- The Federal Reserve’s decision to hold interest rates steady was good news for emerging markets, according to analysts.
- Lower rates would help boost capital flows to developing regions.
- This would in turn weaken the dollar and help developing countries.
- Read more on Markets Insider.
Even markets outside the US are applauding the Federal Reserve’s dovish message on interest rates.
The Fed’s decision Wednesday to hold rates and open the door for future cuts will encourage capital to spread across multiple developing regions, wrote Lukman Otunuga, a research analyst at FXTM, in a note Thursday. That’s beneficial to emerging markets, which have lagged their developed counterparts in recent years.
The Fed decision came amid increasingly dovish sentiment from central banks around the world. On Tuesday, European Central Bank President Mario Draghi said he would stimulate the eurozone if economic conditions didn’t improve. Japan, Holland, Switzerland, and Denmark have even implemented negative interest rates.
“Last year one of our biggest concerns was the US Federal Reserve was on what seemed like a very unwavering path of rate hikes,” said Rashmi Gupta, a money manager at JPMorgan Chase Bank. “We’ve obviously taken that risk squarely off the table.”
The Fed raising rates would strengthen the US dollar, which could hurt emerging market currencies and raise concerns that funding costs for companies and consumers abroad would rise. An environment where the Fed is on a path towards rate cuts is beneficial for global risk assets as it takes some of the pressure off of risk – having a weaker US dollar strengthens other currencies, gives other economies room to cut rates as well, and means that potential losses aren’t as costly.
“We can expect for flows to move back towards emerging markets moving forward, meaning that EM stocks and their currencies will continue to edge higher against the USD,” wrote Otunuga.
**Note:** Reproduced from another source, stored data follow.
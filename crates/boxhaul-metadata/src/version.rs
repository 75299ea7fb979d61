//! Box version ordering and constraint matching.
//!
//! Box versions are dotted numeric strings (`0.7`, `1.2.3`) with an optional
//! prerelease tag (`1.0.0-rc1`, `1.0.0.beta2`). They are not semver: any
//! number of segments is accepted and missing segments compare as zero.

use crate::error::MetadataError;
use once_cell::sync::Lazy;
use regex::Regex;
use std::cmp::Ordering;
use std::fmt;
use std::str::FromStr;

static VERSION_REGEX: Lazy<Regex> = Lazy::new(|| {
    Regex::new(r"^v?(?<segments>[0-9]+(?:\.[0-9]+)*)(?:[.-](?<pre>[A-Za-z][0-9A-Za-z.-]*))?$")
        .unwrap()
});

static CONSTRAINT_REGEX: Lazy<Regex> =
    Lazy::new(|| Regex::new(r"^(?<op>>=|<=|~>|>|<|=)?\s*(?<version>\S+)$").unwrap());

#[derive(Debug, Clone)]
pub struct BoxVersion {
    segments: Vec<u64>,
    pre: Option<String>,
    raw: String,
}

impl BoxVersion {
    pub fn parse(s: &str) -> Result<Self, MetadataError> {
        let trimmed = s.trim();
        let caps = VERSION_REGEX
            .captures(trimmed)
            .ok_or_else(|| MetadataError::Version(s.to_string()))?;

        let segments = caps["segments"]
            .split('.')
            .map(|seg| seg.parse::<u64>())
            .collect::<Result<Vec<_>, _>>()
            .map_err(|_| MetadataError::Version(s.to_string()))?;

        Ok(Self {
            segments,
            pre: caps.name("pre").map(|m| m.as_str().to_string()),
            raw: trimmed.to_string(),
        })
    }

    pub fn is_prerelease(&self) -> bool {
        self.pre.is_some()
    }

    /// Upper bound for a pessimistic (`~>`) constraint: the next release of
    /// the second-to-last segment. `~> 1.2.3` allows `< 1.3`; `~> 2` allows
    /// `< 3`.
    fn pessimistic_ceiling(&self) -> Self {
        let mut segments = self.segments.clone();
        if segments.len() > 1 {
            segments.pop();
        }
        if let Some(last) = segments.last_mut() {
            *last += 1;
        }
        let raw = segments
            .iter()
            .map(|s| s.to_string())
            .collect::<Vec<_>>()
            .join(".");
        Self {
            segments,
            pre: None,
            raw,
        }
    }
}

impl Ord for BoxVersion {
    fn cmp(&self, other: &Self) -> Ordering {
        let len = self.segments.len().max(other.segments.len());
        for i in 0..len {
            let a = self.segments.get(i).copied().unwrap_or(0);
            let b = other.segments.get(i).copied().unwrap_or(0);
            match a.cmp(&b) {
                Ordering::Equal => continue,
                other => return other,
            }
        }
        // A release sorts above any prerelease of the same number.
        match (&self.pre, &other.pre) {
            (None, None) => Ordering::Equal,
            (None, Some(_)) => Ordering::Greater,
            (Some(_), None) => Ordering::Less,
            (Some(a), Some(b)) => a.cmp(b),
        }
    }
}

impl PartialOrd for BoxVersion {
    fn partial_cmp(&self, other: &Self) -> Option<Ordering> {
        Some(self.cmp(other))
    }
}

// Equality follows the ordering, so that `1.0` and `1.0.0` are the same
// version even though they read differently.
impl PartialEq for BoxVersion {
    fn eq(&self, other: &Self) -> bool {
        self.cmp(other) == Ordering::Equal
    }
}

impl Eq for BoxVersion {}

impl FromStr for BoxVersion {
    type Err = MetadataError;

    fn from_str(s: &str) -> Result<Self, Self::Err> {
        BoxVersion::parse(s)
    }
}

impl fmt::Display for BoxVersion {
    fn fmt(&self, f: &mut fmt::Formatter<'_>) -> fmt::Result {
        f.write_str(&self.raw)
    }
}

#[derive(Debug, Clone, Copy, PartialEq, Eq)]
enum ConstraintOp {
    Eq,
    Gt,
    Lt,
    Ge,
    Le,
    Pessimistic,
}

/// A conjunction of version constraint terms, e.g. `">= 1.0, < 2.0"`.
/// An empty constraint matches any version.
#[derive(Debug, Clone)]
pub struct VersionConstraint {
    terms: Vec<(ConstraintOp, BoxVersion)>,
    raw: String,
}

impl VersionConstraint {
    pub fn any() -> Self {
        Self {
            terms: Vec::new(),
            raw: String::new(),
        }
    }

    pub fn parse(s: &str) -> Result<Self, MetadataError> {
        let mut terms = Vec::new();
        for part in s.split(',') {
            let part = part.trim();
            if part.is_empty() {
                continue;
            }
            let caps = CONSTRAINT_REGEX
                .captures(part)
                .ok_or_else(|| MetadataError::Constraint(s.to_string()))?;
            let op = match caps.name("op").map(|m| m.as_str()) {
                None | Some("=") => ConstraintOp::Eq,
                Some(">") => ConstraintOp::Gt,
                Some("<") => ConstraintOp::Lt,
                Some(">=") => ConstraintOp::Ge,
                Some("<=") => ConstraintOp::Le,
                Some("~>") => ConstraintOp::Pessimistic,
                Some(_) => unreachable!("constraint regex admits no other operator"),
            };
            let version = BoxVersion::parse(&caps["version"])
                .map_err(|_| MetadataError::Constraint(s.to_string()))?;
            terms.push((op, version));
        }
        Ok(Self {
            terms,
            raw: s.trim().to_string(),
        })
    }

    pub fn is_any(&self) -> bool {
        self.terms.is_empty()
    }

    pub fn matches(&self, candidate: &BoxVersion) -> bool {
        self.terms.iter().all(|(op, bound)| match op {
            ConstraintOp::Eq => candidate == bound,
            ConstraintOp::Gt => candidate > bound,
            ConstraintOp::Lt => candidate < bound,
            ConstraintOp::Ge => candidate >= bound,
            ConstraintOp::Le => candidate <= bound,
            ConstraintOp::Pessimistic => {
                candidate >= bound && candidate < &bound.pessimistic_ceiling()
            }
        })
    }
}

impl Default for VersionConstraint {
    fn default() -> Self {
        Self::any()
    }
}

impl fmt::Display for VersionConstraint {
    fn fmt(&self, f: &mut fmt::Formatter<'_>) -> fmt::Result {
        if self.raw.is_empty() {
            f.write_str(">= 0")
        } else {
            f.write_str(&self.raw)
        }
    }
}

#[cfg(test)]
mod tests {
    use super::*;

    fn v(s: &str) -> BoxVersion {
        BoxVersion::parse(s).unwrap()
    }

    #[test]
    fn test_version_parse_two_segments() {
        let parsed = v("0.7");
        assert!(!parsed.is_prerelease());
        assert_eq!(parsed.to_string(), "0.7");
    }

    #[test]
    fn test_version_parse_prerelease() {
        assert!(v("1.0.0-rc1").is_prerelease());
        assert!(v("1.0.0.beta2").is_prerelease());
    }

    #[test]
    fn test_version_parse_invalid() {
        assert!(BoxVersion::parse("").is_err());
        assert!(BoxVersion::parse("abc").is_err());
        assert!(BoxVersion::parse("1..2").is_err());
    }

    #[test]
    fn test_version_ordering() {
        assert!(v("0.7") > v("0.5"));
        assert!(v("1.10") > v("1.9"));
        assert!(v("1.0") == v("1.0.0"));
        assert!(v("1.0.0-rc1") < v("1.0.0"));
    }

    #[test]
    fn test_constraint_any() {
        let constraint = VersionConstraint::any();
        assert!(constraint.matches(&v("0.0.1")));
        assert!(constraint.matches(&v("99.99")));
    }

    #[test]
    fn test_constraint_exact() {
        let constraint = VersionConstraint::parse("1.2.3").unwrap();
        assert!(constraint.matches(&v("1.2.3")));
        assert!(!constraint.matches(&v("1.2.4")));
    }

    #[test]
    fn test_constraint_range() {
        let constraint = VersionConstraint::parse(">= 1.0, < 2.0").unwrap();
        assert!(constraint.matches(&v("1.5")));
        assert!(!constraint.matches(&v("0.9")));
        assert!(!constraint.matches(&v("2.0")));
    }

    #[test]
    fn test_constraint_pessimistic() {
        let constraint = VersionConstraint::parse("~> 1.2.3").unwrap();
        assert!(constraint.matches(&v("1.2.3")));
        assert!(constraint.matches(&v("1.2.9")));
        assert!(!constraint.matches(&v("1.3.0")));

        let major = VersionConstraint::parse("~> 2").unwrap();
        assert!(major.matches(&v("2.9")));
        assert!(!major.matches(&v("3.0")));
    }

    #[test]
    fn test_constraint_invalid() {
        assert!(VersionConstraint::parse(">=").is_err());
        assert!(VersionConstraint::parse("one.two").is_err());
    }

    #[test]
    fn test_constraint_display() {
        assert_eq!(VersionConstraint::any().to_string(), ">= 0");
        assert_eq!(
            VersionConstraint::parse(">= 1.0, < 2.0").unwrap().to_string(),
            ">= 1.0, < 2.0"
        );
    }
}
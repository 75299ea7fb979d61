//! The box collection seam and a directory-backed implementation.
//!
//! The catalog proper is outside this pipeline; the trait mirrors its
//! contract, and [`DirCollection`] is the minimal filesystem-backed catalog
//! the CLI wires in.

use serde::{Deserialize, Serialize};
use std::path::{Path, PathBuf};
use thiserror::Error;

/// An installed box as reported by the collection.
#[derive(Debug, Clone, PartialEq, Eq)]
pub struct CatalogBox {
    pub name: String,
    pub version: String,
    pub provider: String,
    pub architecture: Option<String>,
    pub metadata_url: Option<String>,
    pub directory: PathBuf,
}

/// Options for [`BoxCollection::add`].
#[derive(Debug, Clone, Default)]
pub struct AddOptions {
    pub architecture: Option<String>,
    pub metadata_url: Option<String>,
    pub force: bool,
    pub providers: Vec<String>,
}

#[derive(Debug, Error)]
pub enum CollectionError {
    #[error("invalid box index: {0}")]
    Index(#[from] serde_json::Error),

    #[error(transparent)]
    Io(#[from] std::io::Error),
}

pub trait BoxCollection: Send {
    /// Look up an installed box. An empty provider list matches any
    /// provider; an absent architecture matches any architecture.
    fn find(
        &self,
        name: &str,
        providers: &[String],
        version: &str,
        architecture: Option<&str>,
    ) -> Result<Option<CatalogBox>, CollectionError>;

    /// Install a verified archive into the collection.
    fn add(
        &mut self,
        path: &Path,
        name: &str,
        version: &str,
        opts: &AddOptions,
    ) -> Result<CatalogBox, CollectionError>;
}

#[derive(Debug, Clone, Serialize, Deserialize)]
struct IndexEntry {
    name: String,
    version: String,
    provider: String,
    #[serde(default, skip_serializing_if = "Option::is_none")]
    architecture: Option<String>,
    #[serde(default, skip_serializing_if = "Option::is_none")]
    metadata_url: Option<String>,
    file: PathBuf,
}

/// A directory of box archives plus a JSON index.
pub struct DirCollection {
    root: PathBuf,
}

impl DirCollection {
    pub fn new(root: impl Into<PathBuf>) -> Self {
        Self { root: root.into() }
    }

    fn index_path(&self) -> PathBuf {
        self.root.join("index.json")
    }

    fn load_index(&self) -> Result<Vec<IndexEntry>, CollectionError> {
        let path = self.index_path();
        if !path.exists() {
            return Ok(Vec::new());
        }
        Ok(serde_json::from_slice(&std::fs::read(path)?)?)
    }

    fn store_index(&self, index: &[IndexEntry]) -> Result<(), CollectionError> {
        std::fs::create_dir_all(&self.root)?;
        std::fs::write(self.index_path(), serde_json::to_vec_pretty(index)?)?;
        Ok(())
    }

    fn entry_to_box(&self, entry: &IndexEntry) -> CatalogBox {
        CatalogBox {
            name: entry.name.clone(),
            version: entry.version.clone(),
            provider: entry.provider.clone(),
            architecture: entry.architecture.clone(),
            metadata_url: entry.metadata_url.clone(),
            directory: self.root.clone(),
        }
    }
}

impl BoxCollection for DirCollection {
    fn find(
        &self,
        name: &str,
        providers: &[String],
        version: &str,
        architecture: Option<&str>,
    ) -> Result<Option<CatalogBox>, CollectionError> {
        let index = self.load_index()?;
        Ok(index
            .iter()
            .find(|entry| {
                entry.name == name
                    && entry.version == version
                    && (providers.is_empty() || providers.iter().any(|p| *p == entry.provider))
                    && architecture.map_or(true, |a| entry.architecture.as_deref() == Some(a))
            })
            .map(|entry| self.entry_to_box(entry)))
    }

    fn add(
        &mut self,
        path: &Path,
        name: &str,
        version: &str,
        opts: &AddOptions,
    ) -> Result<CatalogBox, CollectionError> {
        std::fs::create_dir_all(&self.root)?;

        let provider = opts
            .providers
            .first()
            .cloned()
            .unwrap_or_else(|| "unknown".to_string());
        let file = self.root.join(format!(
            "{}-{}-{}.box",
            name.replace('/', "-"),
            version,
            provider
        ));
        std::fs::copy(path, &file)?;

        let mut index = self.load_index()?;
        index.retain(|entry| {
            !(entry.name == name
                && entry.version == version
                && entry.provider == provider
                && entry.architecture.as_deref() == opts.architecture.as_deref())
        });
        index.push(IndexEntry {
            name: name.to_string(),
            version: version.to_string(),
            provider: provider.clone(),
            architecture: opts.architecture.clone(),
            metadata_url: opts.metadata_url.clone(),
            file,
        });
        self.store_index(&index)?;

        Ok(CatalogBox {
            name: name.to_string(),
            version: version.to_string(),
            provider,
            architecture: opts.architecture.clone(),
            metadata_url: opts.metadata_url.clone(),
            directory: self.root.clone(),
        })
    }
}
This year, emerging-market currencies are already showing signs of better performance. The MSCI Emerging Market Currency Index ticked up 0.2% after the Fed’s decision Wednesday. The rally against the USD will continue and impact the Chinese yuan, Malaysian ringgit, South African rand and as far afield as the Mexican peso, wrote Otunuga. In addition, the dollar index is trading below 97 and could fall further this year, showing that investors are betting against the dollar.
Emerging markets have also priced in a considerable amount of fear on trade, much more than last year, said Gupta. This can be a good thing, as it means that emerging markets are less exposed than the US to potential downside risks if the trade war doesn’t improve.
“I find that fear, inexpensive valuations and fundamental opportunities can create a pretty good risk for people who are willing to allocate,” Gupta said.